Parece estar confundido. Sus labios y cejas hacen ligeras muecas, como quién quiere descubrir alguna cosa y no logra dar con la respuesta. Es evidente que sostiene un diálogo interno. De pronto una extraña expresión de preocupación invade su rostro. Se acerca nuevamente. Yo lo observo inmóvil. Toma mis manos nuevamente, esta vez las examina, puedo incluso sentir ligeras caricias. Aunque un pequeño temor me invade y tiemblo un poco, su cálido contacto es un pequeño oasis de confort en medio del difícil momento. Me estremezco y me suelta. Abandona la habitación sin pronunciar palabra.

Sigo de pie, paralizada, sin poder entender lo que acaba de ocurrir. Mis pensamientos no tienen un orden lógico. Continúo repasando las imágenes de Alessandro, él sosteniendo con fuerza mis manos. Luego, las pequeñas caricias que pude sentir mientras me examinaba concentrado. Pienso en su rostro:  primero enojado, frío, después confundido; y yo, no pude hacer nada para defenderme, solo llorar como una niña. Pude haberlo amenazado con llamar a la policía. Pero no, no es eso lo que quiero. Quiero solamente su confianza. No quiero que piense que soy una mala persona, ni mucho menos que quiero aprovecharme de su abuela.

Solo algunos minutos después consigo moverme, caigo sobre la cama e inmediatamente abrazo una almohada. Recuerdo que hace un instante estaba él aquí, cubriendo todo el espacio que creí personal e inviolable.
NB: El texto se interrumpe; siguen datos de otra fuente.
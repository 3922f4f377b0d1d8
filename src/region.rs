//! Regions, levels, and the maps that tie tiles to countries.

use std::collections::{BTreeMap, BTreeSet};

use serde::{Deserialize, Serialize};

use crate::spatial::{Coord, CountryPolygon};
use crate::tile::Tile;

/// Population per base-resolution tile.
pub type PopMap = BTreeMap<Tile, f64>;

/// A partition of a tile universe into regions, keyed by region id.
pub type Level = BTreeMap<Tile, Region>;

/// Tile to owning region id, materialized for O(1) lookups.
pub type Parents = BTreeMap<Tile, Tile>;

pub type CountryPolygons = BTreeMap<String, Vec<CountryPolygon>>;
pub type CountryToTiles = BTreeMap<String, Vec<Tile>>;
pub type TileToCountry = BTreeMap<Tile, String>;

/// A maximal contiguous collection of tiles at one level, carrying its
/// aggregated population and same-level adjacency.
///
/// Regions are value objects: merges copy tiles and fold neighbor sets, and
/// regions reference each other by id only.
#[derive(Debug, Clone, PartialEq, Serialize, Deserialize)]
pub struct Region {
    /// Canonical id: the seed tile at level 0, the seed region's id above.
    pub index: Tile,
    /// True population sum over member tiles.
    pub population: f64,
    /// Member tiles in absorption order.
    pub tiles: Vec<Tile>,
    /// Ids of adjacent regions at the same level. Symmetric by invariant.
    #[serde(with = "neighbor_set")]
    pub neighbors: BTreeSet<Tile>,
    /// Arithmetic mean of member tile centroids.
    pub centroid: Coord,
}

impl Region {
    /// A one-tile region, as built at level 0.
    pub fn singleton(tile: Tile, population: f64, neighbors: BTreeSet<Tile>) -> Self {
        Self {
            index: tile,
            population,
            tiles: vec![tile],
            neighbors,
            centroid: tile.centroid(),
        }
    }

    /// An empty region about to be grown from a seed.
    pub(crate) fn seeded(index: Tile) -> Self {
        Self {
            index,
            population: 0.0,
            tiles: Vec::new(),
            neighbors: BTreeSet::new(),
            centroid: Coord::default(),
        }
    }
}

/// Number of tiles across all regions of a level.
pub fn total_tiles(level: &Level) -> usize {
    level.values().map(|region| region.tiles.len()).sum()
}

/// Population across all regions of a level.
pub fn total_population(level: &Level) -> f64 {
    level.values().map(|region| region.population).sum()
}

/// Neighbor sets persist as `{"<region id>": true, …}` objects so the JSON
/// artifacts stay wire-compatible with existing consumers.
mod neighbor_set {
    use std::collections::{BTreeMap, BTreeSet};

    use serde::ser::SerializeMap;
    use serde::{Deserialize, Deserializer, Serializer};

    use crate::tile::Tile;

    pub fn serialize<S: Serializer>(
        set: &BTreeSet<Tile>,
        serializer: S,
    ) -> Result<S::Ok, S::Error> {
        let mut map = serializer.serialize_map(Some(set.len()))?;
        for tile in set {
            map.serialize_entry(tile, &true)?;
        }
        map.end()
    }

    pub fn deserialize<'de, D: Deserializer<'de>>(
        deserializer: D,
    ) -> Result<BTreeSet<Tile>, D::Error> {
        let entries = BTreeMap::<Tile, bool>::deserialize(deserializer)?;
        Ok(entries.into_keys().collect())
    }
}

#[cfg(test)]
mod tests {
    use super::*;

    fn tile_pair() -> (Tile, Tile) {
        let a: Tile = "85283473fffffff".parse().unwrap();
        let b = a.neighbors()[0];
        (a, b)
    }

    #[test]
    fn region_serializes_neighbors_as_object() {
        let (a, b) = tile_pair();
        let region = Region::singleton(a, 12.5, BTreeSet::from([b]));

        let json = serde_json::to_value(&region).unwrap();
        assert_eq!(json["index"], a.to_string());
        assert_eq!(json["population"], 12.5);
        assert_eq!(json["neighbors"][b.to_string().as_str()], true);
        assert!(json["centroid"]["lat"].is_number());

        let back: Region = serde_json::from_value(json).unwrap();
        assert_eq!(back, region);
    }

    #[test]
    fn level_totals_sum_over_regions() {
        let (a, b) = tile_pair();
        let mut level = Level::new();
        level.insert(a, Region::singleton(a, 3.0, BTreeSet::from([b])));
        level.insert(b, Region::singleton(b, 4.0, BTreeSet::from([a])));

        assert_eq!(total_tiles(&level), 2);
        assert_eq!(total_population(&level), 7.0);
    }
}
Levanto la vista y puedo ver sobre las sábanas todavía marcada la huella de su mano. Me levanto un poco para observarla mejor. La cubro con la mía, tratando con cuidado de no hacerla desaparecer. Mi mano no es lo bastante grande como para taparla. Está tan fresca en mi la sensación de su contacto. Cierro los ojos, y las lágrimas siguen cayendo.

Esta es la habitación de Alessandro, ¿por qué Carmen me la dio a mi? Quizás eso lo haya hecho enojar más.

¡Oh, Carmen!, no he ido a verla. Aunque no haya pasado mucho tiempo debo bajar, no puedo quedarme aquí. Me dirijo hacia el lavamanos para arreglar mi rostro, me enjuago con agua y me seco inmediatamente. Noto muy roja mi cara, con evidentes señales de llanto. De todas formas, no puedo permanecer aquí.

Bajo las escaleras. Estas llevan a la enorme sala rectangular, decorada con pequeñas estatuas, enormes lámparas colgantes de cristal y pisos de figuras geométricas del estilo Gio Ponti. Sobre el antiguo sofá color mostaza capitoné, está sentada Carmen acompañada de Alessandro quien no se ha marchado.

Cuando descubro la escena, me volteo para regresar a mi, bueno a la habitación de Alessandro, pero es tarde, ambos me han visto.

— Dulce, ven.— Me llama Carmen.

Acudo resignada. Alessandro le está midiendo la presión a Carmen con el tensiómetro manual. Alessandro se dirije a mí evidentemente avergonzado:

—¿Sabes usar un tensiómetro?, puedo enseñarte a usarlo— dice en un tono de voz bajo y cálido.

Carmen se apresura a responder por mí.

— ¿Qué dices Alessandro?, Dulce es Auxiliar de enfermería calificada en Italia. Además estudió enfermería en Venezuela.

—¿Eres enfermera?— pregunta Alessandro sorprendido.

—No logré terminar mis estudios, tuve que salir de mi país.

—Ah— expresa con asombro.

—Bueno, abuela, estás tan bien como siempre, recuerda salir a caminar y olvídate de una vez de la silla de ruedas.

— Dulce, te pido que vigiles su alimentación.— Me pide con humildad.

No pienso acompañarlo, tiene su propia llave, y me ha dejado claro que esta casa es suya. 

— Puedes venir un segundo por favor—solicita mientras le da un beso a su abuela en la frente.

—Sí.

Me trago mi propio pensamiento.

Estamos delante de la puerta de la entrada.

—Te ruego que me perdones, por favor. No debí.

Permanezco callada mientras lo observo.